▸ **Task item**
Could you report every line of the listing below that holds the word "impl"?

--- START ---

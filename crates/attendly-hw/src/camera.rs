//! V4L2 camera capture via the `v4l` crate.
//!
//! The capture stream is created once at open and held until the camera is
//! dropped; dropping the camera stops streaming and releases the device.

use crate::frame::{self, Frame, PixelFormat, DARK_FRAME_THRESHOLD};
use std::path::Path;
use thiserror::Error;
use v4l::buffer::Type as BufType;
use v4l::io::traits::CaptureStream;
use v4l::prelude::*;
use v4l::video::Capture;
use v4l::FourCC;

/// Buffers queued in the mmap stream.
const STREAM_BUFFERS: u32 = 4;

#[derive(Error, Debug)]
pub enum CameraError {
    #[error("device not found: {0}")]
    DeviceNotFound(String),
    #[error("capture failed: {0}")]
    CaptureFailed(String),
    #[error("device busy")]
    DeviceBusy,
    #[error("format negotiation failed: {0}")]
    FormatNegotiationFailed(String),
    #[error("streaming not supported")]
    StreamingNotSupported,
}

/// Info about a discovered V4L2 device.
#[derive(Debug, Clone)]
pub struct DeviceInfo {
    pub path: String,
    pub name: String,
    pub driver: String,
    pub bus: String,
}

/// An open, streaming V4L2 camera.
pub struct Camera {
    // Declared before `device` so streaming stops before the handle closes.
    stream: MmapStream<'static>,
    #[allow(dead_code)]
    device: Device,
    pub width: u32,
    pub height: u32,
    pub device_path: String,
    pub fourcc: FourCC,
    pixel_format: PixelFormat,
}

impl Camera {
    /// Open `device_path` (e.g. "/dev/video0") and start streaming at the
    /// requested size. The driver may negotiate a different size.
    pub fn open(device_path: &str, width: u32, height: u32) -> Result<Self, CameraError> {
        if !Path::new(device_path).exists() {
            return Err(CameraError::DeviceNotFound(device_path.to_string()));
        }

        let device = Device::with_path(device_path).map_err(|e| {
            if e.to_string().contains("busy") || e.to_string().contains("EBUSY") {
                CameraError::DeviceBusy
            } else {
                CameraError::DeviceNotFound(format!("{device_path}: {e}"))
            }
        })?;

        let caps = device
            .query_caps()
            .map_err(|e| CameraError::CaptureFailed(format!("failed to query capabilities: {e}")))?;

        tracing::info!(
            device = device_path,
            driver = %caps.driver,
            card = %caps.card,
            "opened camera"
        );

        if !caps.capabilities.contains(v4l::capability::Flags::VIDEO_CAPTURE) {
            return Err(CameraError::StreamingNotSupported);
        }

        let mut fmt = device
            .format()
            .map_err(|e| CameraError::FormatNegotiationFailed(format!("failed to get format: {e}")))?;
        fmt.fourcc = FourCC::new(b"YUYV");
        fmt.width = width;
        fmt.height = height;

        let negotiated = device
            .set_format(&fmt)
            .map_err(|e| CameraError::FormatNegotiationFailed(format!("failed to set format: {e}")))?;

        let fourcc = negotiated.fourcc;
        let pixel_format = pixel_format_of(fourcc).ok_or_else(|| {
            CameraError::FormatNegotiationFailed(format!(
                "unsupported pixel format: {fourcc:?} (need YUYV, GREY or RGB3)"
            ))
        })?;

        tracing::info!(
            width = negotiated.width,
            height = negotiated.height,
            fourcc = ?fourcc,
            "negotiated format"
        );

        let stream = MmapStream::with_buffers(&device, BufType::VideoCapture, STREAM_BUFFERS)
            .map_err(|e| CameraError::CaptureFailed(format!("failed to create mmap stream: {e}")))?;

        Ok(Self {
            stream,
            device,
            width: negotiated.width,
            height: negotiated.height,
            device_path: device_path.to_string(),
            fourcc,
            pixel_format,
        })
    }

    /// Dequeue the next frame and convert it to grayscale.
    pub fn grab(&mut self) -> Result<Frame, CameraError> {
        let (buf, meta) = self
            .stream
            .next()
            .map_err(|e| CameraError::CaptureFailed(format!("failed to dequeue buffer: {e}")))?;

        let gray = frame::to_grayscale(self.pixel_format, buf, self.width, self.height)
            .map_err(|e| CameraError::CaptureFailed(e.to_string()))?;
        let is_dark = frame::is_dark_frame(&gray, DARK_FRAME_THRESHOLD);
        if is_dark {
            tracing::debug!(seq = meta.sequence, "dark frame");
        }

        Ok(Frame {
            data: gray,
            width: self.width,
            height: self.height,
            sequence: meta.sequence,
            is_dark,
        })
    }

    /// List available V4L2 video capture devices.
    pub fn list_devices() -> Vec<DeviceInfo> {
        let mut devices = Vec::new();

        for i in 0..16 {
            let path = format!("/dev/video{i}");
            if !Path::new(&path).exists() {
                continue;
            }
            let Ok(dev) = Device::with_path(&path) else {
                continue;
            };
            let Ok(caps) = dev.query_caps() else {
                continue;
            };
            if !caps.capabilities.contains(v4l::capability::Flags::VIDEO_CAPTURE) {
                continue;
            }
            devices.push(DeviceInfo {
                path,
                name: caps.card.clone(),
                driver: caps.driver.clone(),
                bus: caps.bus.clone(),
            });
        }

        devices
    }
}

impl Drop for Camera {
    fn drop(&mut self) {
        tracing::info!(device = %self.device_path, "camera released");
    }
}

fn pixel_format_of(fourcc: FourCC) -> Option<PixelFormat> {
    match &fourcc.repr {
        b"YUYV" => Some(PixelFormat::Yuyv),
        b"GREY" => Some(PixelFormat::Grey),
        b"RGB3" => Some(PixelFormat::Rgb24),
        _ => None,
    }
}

--- END ---
--- START ---

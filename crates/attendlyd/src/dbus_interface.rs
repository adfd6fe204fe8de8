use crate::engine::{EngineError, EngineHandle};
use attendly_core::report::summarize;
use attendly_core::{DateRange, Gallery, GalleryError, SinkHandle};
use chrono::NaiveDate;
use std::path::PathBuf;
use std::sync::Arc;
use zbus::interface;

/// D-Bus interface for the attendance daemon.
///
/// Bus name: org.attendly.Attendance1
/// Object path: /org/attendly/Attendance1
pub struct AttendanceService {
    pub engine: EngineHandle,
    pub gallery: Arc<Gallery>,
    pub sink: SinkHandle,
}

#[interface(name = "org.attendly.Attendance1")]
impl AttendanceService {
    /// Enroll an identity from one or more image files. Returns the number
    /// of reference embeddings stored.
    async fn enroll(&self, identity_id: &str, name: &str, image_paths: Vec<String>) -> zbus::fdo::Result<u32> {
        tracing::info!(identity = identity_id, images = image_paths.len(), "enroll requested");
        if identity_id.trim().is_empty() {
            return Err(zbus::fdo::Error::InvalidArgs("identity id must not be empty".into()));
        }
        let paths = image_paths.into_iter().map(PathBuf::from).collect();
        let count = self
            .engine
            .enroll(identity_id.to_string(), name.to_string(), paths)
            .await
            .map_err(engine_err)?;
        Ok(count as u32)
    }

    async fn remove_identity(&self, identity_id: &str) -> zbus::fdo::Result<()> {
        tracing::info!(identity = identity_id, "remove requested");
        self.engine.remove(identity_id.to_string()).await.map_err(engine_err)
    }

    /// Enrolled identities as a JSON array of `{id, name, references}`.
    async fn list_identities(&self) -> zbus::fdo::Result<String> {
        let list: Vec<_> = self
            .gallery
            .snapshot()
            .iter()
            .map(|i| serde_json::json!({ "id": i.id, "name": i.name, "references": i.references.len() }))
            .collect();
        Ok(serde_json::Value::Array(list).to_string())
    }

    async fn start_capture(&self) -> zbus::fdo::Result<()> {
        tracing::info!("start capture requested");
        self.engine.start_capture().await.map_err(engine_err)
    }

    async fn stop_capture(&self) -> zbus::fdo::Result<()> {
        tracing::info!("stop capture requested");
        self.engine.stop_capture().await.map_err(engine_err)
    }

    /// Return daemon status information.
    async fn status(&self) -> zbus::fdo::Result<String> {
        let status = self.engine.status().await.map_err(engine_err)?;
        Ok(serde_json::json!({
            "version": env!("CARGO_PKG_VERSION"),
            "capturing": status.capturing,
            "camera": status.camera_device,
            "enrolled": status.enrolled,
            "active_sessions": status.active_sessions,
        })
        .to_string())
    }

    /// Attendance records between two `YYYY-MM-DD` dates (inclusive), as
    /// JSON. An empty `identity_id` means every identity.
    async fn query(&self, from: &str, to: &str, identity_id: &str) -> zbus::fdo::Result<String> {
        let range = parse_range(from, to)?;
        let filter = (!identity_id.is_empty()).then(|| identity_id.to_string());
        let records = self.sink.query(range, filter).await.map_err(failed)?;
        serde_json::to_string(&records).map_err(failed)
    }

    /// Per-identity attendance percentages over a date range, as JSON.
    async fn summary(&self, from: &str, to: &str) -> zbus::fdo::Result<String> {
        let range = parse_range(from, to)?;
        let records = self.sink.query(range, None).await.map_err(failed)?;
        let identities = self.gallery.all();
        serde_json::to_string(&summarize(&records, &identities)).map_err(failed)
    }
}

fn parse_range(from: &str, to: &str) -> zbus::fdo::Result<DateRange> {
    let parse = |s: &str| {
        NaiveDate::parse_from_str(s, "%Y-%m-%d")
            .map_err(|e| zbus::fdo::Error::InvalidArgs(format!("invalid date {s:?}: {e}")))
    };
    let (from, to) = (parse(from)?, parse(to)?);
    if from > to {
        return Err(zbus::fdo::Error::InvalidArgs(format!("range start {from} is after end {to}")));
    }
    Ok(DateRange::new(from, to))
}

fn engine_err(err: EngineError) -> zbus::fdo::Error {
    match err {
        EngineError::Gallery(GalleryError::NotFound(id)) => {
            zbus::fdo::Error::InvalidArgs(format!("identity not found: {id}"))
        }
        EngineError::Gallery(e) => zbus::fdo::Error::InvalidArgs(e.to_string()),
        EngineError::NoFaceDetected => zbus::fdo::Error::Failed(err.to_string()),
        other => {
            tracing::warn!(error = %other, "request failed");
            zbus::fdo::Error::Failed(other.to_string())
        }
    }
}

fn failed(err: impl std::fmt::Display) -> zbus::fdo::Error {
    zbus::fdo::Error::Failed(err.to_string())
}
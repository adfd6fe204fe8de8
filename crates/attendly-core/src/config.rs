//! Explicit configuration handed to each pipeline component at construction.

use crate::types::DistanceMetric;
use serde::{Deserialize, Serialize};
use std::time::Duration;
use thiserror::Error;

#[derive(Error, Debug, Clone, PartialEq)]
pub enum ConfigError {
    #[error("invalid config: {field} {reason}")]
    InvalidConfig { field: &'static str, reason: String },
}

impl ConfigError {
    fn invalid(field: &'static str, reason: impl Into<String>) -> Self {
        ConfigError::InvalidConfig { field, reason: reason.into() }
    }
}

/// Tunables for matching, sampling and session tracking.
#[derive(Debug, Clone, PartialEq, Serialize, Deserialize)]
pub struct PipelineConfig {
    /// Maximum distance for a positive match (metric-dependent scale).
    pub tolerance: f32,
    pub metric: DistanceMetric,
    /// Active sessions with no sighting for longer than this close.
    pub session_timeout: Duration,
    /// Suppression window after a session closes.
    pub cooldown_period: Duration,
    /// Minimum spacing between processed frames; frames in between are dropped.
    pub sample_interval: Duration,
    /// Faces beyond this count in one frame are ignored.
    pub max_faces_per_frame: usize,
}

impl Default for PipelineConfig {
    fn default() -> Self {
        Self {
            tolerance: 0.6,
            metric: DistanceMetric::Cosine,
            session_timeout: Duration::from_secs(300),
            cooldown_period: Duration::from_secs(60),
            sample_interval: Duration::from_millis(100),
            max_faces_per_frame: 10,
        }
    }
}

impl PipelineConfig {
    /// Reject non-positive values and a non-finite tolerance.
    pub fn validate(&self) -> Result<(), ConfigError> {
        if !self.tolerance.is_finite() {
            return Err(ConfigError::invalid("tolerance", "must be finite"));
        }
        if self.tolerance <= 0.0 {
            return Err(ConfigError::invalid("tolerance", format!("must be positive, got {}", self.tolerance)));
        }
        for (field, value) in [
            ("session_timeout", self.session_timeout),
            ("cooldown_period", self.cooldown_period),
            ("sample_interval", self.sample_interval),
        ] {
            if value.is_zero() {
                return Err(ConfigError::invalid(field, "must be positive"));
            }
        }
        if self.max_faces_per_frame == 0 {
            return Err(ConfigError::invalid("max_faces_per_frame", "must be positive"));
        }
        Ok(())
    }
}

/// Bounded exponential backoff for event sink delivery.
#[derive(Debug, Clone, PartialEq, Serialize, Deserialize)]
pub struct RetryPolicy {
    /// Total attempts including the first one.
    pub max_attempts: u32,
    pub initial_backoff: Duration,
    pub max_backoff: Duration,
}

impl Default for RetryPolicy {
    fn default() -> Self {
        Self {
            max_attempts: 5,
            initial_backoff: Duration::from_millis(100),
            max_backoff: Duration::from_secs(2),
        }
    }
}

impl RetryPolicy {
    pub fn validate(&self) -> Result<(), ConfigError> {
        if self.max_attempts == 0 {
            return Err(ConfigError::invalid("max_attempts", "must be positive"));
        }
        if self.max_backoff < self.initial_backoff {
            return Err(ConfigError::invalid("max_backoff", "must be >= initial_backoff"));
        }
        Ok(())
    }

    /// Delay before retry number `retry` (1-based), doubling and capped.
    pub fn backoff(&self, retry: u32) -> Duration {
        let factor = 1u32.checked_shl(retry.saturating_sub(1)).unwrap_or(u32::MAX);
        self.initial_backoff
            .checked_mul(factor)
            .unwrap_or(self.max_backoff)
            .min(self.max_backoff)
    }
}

--- END ---

▸ **Exercise response**
impl Camera {
impl Drop for Camera {
impl AttendanceService {
fn failed(err: impl std::fmt::Display) -> zbus::fdo::Error {
impl ConfigError {
    fn invalid(field: &'static str, reason: impl Into<String>) -> Self {
impl Default for PipelineConfig {
impl PipelineConfig {
impl Default for RetryPolicy {
impl RetryPolicy {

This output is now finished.